CHAPTER XXVI—The Empty Bedroom
Within the bungalow of the Ilams there remained only two persons who were legally entitled to be there, and those persons were Mrs. Ilam, motionless for ever, but with her bright, tragic eyes staring continually at the same point in the ceiling, and Rosie Dartmouth. These two women, however, were decidedly not alone in the house. It was a large house, a bungalow more by the character of its architecture and its many balconies, than by its size and shape. Most bungalows are long and low; this one was long without being low. On the ground floor were the reception rooms and kitchen offices; on the first floor were the principal bedrooms; and above these was a low-ceiled floor of servants’ bedrooms. Nor was that all; for the steeply-sloping roof had been utilized by an architect who hated to waste space as a miser hates to waste money, and hence, above even the servants’ floor was a vast attic, serviceable for storage. The attic was reached by a little flight of stairs of its own, and it was lighted by two panes of glass let into the roof, one on either side.

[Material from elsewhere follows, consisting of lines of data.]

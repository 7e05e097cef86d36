// DB Maintenance port (Phase 4 - ADR-040)
use crate::error::Result;
use async_trait::async_trait;

/// Database maintenance statistics
#[derive(Debug, Clone)]
pub struct MaintenanceStats {
    pub db_size_mb: f64,
    pub db_size_bytes: i64,
    pub user_count: i64,
    pub item_count: i64,
    pub session_count: i64,
    pub comment_count: i64,
    pub fragmentation_percent: f64,
}

/// Maintenance configuration
#[derive(Debug, Clone)]
pub struct MaintenanceConfig {
    /// Maximum DB size before forcing VACUUM (MB)
    pub max_db_size_mb: f64,
}

impl Default for MaintenanceConfig {
    fn default() -> Self {
        Self {
            max_db_size_mb: 500.0, // 500MB max before VACUUM
        }
    }
}

/// Database maintenance operations
#[async_trait]
pub trait Maintenance: Send + Sync {
    /// Run VACUUM to reclaim space and optimize DB
    ///
    /// # Returns
    /// Space reclaimed in MB
    async fn vacuum(&self) -> Result<f64>;

    /// Delete sessions whose expiry is at or before `now_millis`
    ///
    /// # Returns
    /// Number of sessions deleted
    async fn gc_expired_sessions(&self, now_millis: i64) -> Result<i64>;

    /// Delete comments whose item no longer exists
    ///
    /// # Returns
    /// Number of comments deleted
    async fn gc_orphaned_comments(&self) -> Result<i64>;

    /// Get maintenance statistics
    async fn get_stats(&self) -> Result<MaintenanceStats>;

    /// Run full maintenance (GC + conditional VACUUM)
    async fn run_full_maintenance(
        &self,
        config: &MaintenanceConfig,
        now_millis: i64,
    ) -> Result<MaintenanceStats> {
        // 1. Get pre-maintenance stats
        let stats_before = self.get_stats().await?;

        // 2. GC expired sessions
        let deleted_sessions = self.gc_expired_sessions(now_millis).await?;

        // 3. GC comments orphaned by item deletion
        let deleted_comments = self.gc_orphaned_comments().await?;

        // 4. VACUUM if DB is large
        let reclaimed_mb = if stats_before.db_size_mb > config.max_db_size_mb {
            self.vacuum().await?
        } else {
            0.0
        };

        // 5. Get post-maintenance stats
        let stats_after = self.get_stats().await?;

        tracing::info!(
            deleted_sessions = deleted_sessions,
            deleted_comments = deleted_comments,
            reclaimed_mb = reclaimed_mb,
            db_size_mb = stats_after.db_size_mb,
            "Maintenance completed"
        );

        Ok(stats_after)
    }
}
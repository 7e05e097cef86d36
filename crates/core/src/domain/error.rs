// Domain Error Types

use thiserror::Error;

#[derive(Error, Debug)]
pub enum DomainError {
    #[error("Invalid username: {0}")]
    InvalidUsername(String),

    #[error("Invalid password: {0}")]
    InvalidPassword(String),

    #[error("Invalid rating score: {0} (must be 1..=5)")]
    InvalidRatingScore(i32),

    #[error("Invalid friend request state: {from} -> {to}")]
    InvalidRequestTransition { from: String, to: String },

    #[error("Validation error: {0}")]
    ValidationError(String),

    #[error("Internal error: {0}")]
    Internal(String),
}

pub type Result<T> = std::result::Result<T, DomainError>;
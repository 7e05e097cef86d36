// SQLite PostRepository Implementation

use crate::error::map_sqlx_error;
use async_trait::async_trait;
use sqlx::SqlitePool;
use tradepost_core::domain::Post;
use tradepost_core::error::{AppError, Result};
use tradepost_core::port::PostRepository;

pub struct SqlitePostRepository {
    pool: SqlitePool,
}

impl SqlitePostRepository {
    pub fn new(pool: SqlitePool) -> Self {
        Self { pool }
    }
}

#[async_trait]
impl PostRepository for SqlitePostRepository {
    async fn insert(&self, post: &Post) -> Result<()> {
        let options = post
            .options
            .as_ref()
            .map(serde_json::to_string)
            .transpose()?;

        sqlx::query(
            r#"
            INSERT INTO posts (id, author, content, options, created_at, updated_at)
            VALUES (?, ?, ?, ?, ?, ?)
            "#,
        )
        .bind(&post.id)
        .bind(&post.author)
        .bind(&post.content)
        .bind(&options)
        .bind(post.created_at)
        .bind(post.updated_at)
        .execute(&self.pool)
        .await
        .map_err(map_sqlx_error)?;

        Ok(())
    }

    async fn find_by_id(&self, id: &str) -> Result<Option<Post>> {
        let row = sqlx::query_as::<_, PostRow>("SELECT * FROM posts WHERE id = ?")
            .bind(id)
            .fetch_optional(&self.pool)
            .await
            .map_err(map_sqlx_error)?;

        Ok(row.map(|r| r.into_post()))
    }

    async fn list(&self) -> Result<Vec<Post>> {
        let rows: Vec<PostRow> = sqlx::query_as(
            r#"
            SELECT * FROM posts
            ORDER BY created_at DESC, id ASC
            "#,
        )
        .fetch_all(&self.pool)
        .await
        .map_err(map_sqlx_error)?;

        Ok(rows.into_iter().map(|row| row.into_post()).collect())
    }

    async fn list_by_author(&self, author: &str) -> Result<Vec<Post>> {
        let rows: Vec<PostRow> = sqlx::query_as(
            r#"
            SELECT * FROM posts
            WHERE author = ?
            ORDER BY created_at DESC, id ASC
            "#,
        )
        .bind(author)
        .fetch_all(&self.pool)
        .await
        .map_err(map_sqlx_error)?;

        Ok(rows.into_iter().map(|row| row.into_post()).collect())
    }

    async fn update(&self, post: &Post) -> Result<()> {
        let options = post
            .options
            .as_ref()
            .map(serde_json::to_string)
            .transpose()?;

        let result = sqlx::query(
            r#"
            UPDATE posts
            SET content = ?, options = ?, updated_at = ?
            WHERE id = ?
            "#,
        )
        .bind(&post.content)
        .bind(&options)
        .bind(post.updated_at)
        .bind(&post.id)
        .execute(&self.pool)
        .await
        .map_err(map_sqlx_error)?;

        if result.rows_affected() == 0 {
            return Err(AppError::post_not_found(&post.id));
        }

        Ok(())
    }

    async fn delete(&self, id: &str) -> Result<()> {
        let result = sqlx::query("DELETE FROM posts WHERE id = ?")
            .bind(id)
            .execute(&self.pool)
            .await
            .map_err(map_sqlx_error)?;

        if result.rows_affected() == 0 {
            return Err(AppError::post_not_found(id));
        }

        Ok(())
    }
}

/// SQLite row representation
#[derive(Debug, sqlx::FromRow)]
struct PostRow {
    id: String,
    author: String,
    content: String,
    options: Option<String>,
    created_at: i64,
    updated_at: i64,
}

impl PostRow {
    fn into_post(self) -> Post {
        let options = self.options.and_then(|s| serde_json::from_str(&s).ok());

        Post {
            id: self.id,
            author: self.author,
            content: self.content,
            options,
            created_at: self.created_at,
            updated_at: self.updated_at,
        }
    }
}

The ground-floor and the servants’ floor were now dark and uninhabited. On the first floor the only occupied room was the bedchamber of Mrs. Ilam, where Rosie stood nervously by the mantelpiece in an attitude of uneasy expectation. The sole illumination was given by the small rose-shaded lamp, which threw a circle of light on the white cloth of the invalid’s night-table; all else, including Rosie, was in gloom.
Rosie was evidently listening—the door was ajar—and after a few moments she stepped hastily outside on to the landing, and glanced up the well of the staircase. At the summit of the staircase she saw the door of the great attic open, and a figure emerge; the figure, which was carrying a small electric lantern, carefully locked the door of the attic behind it, and then, with some deliberation, descended the narrow attic stairs, and, more quietly, the stairs from the servants’ floor to the first floor.
The figure was that of Mr. Jetsam, clothed in his eternal suit of blue serge.
The stairs and landing were quite dark, save for his lantern and the faint glimmer that came from Mrs. Ilam’s bedroom. Mr. Jetsam had moved without a sound, for he was wearing thick felt slippers. He did not immediately notice Rosie on the landing, and when the light of his lantern caught and showed her dress, he started back slightly. Rosie made no move.
“I did not expect you to be there,” he whispered.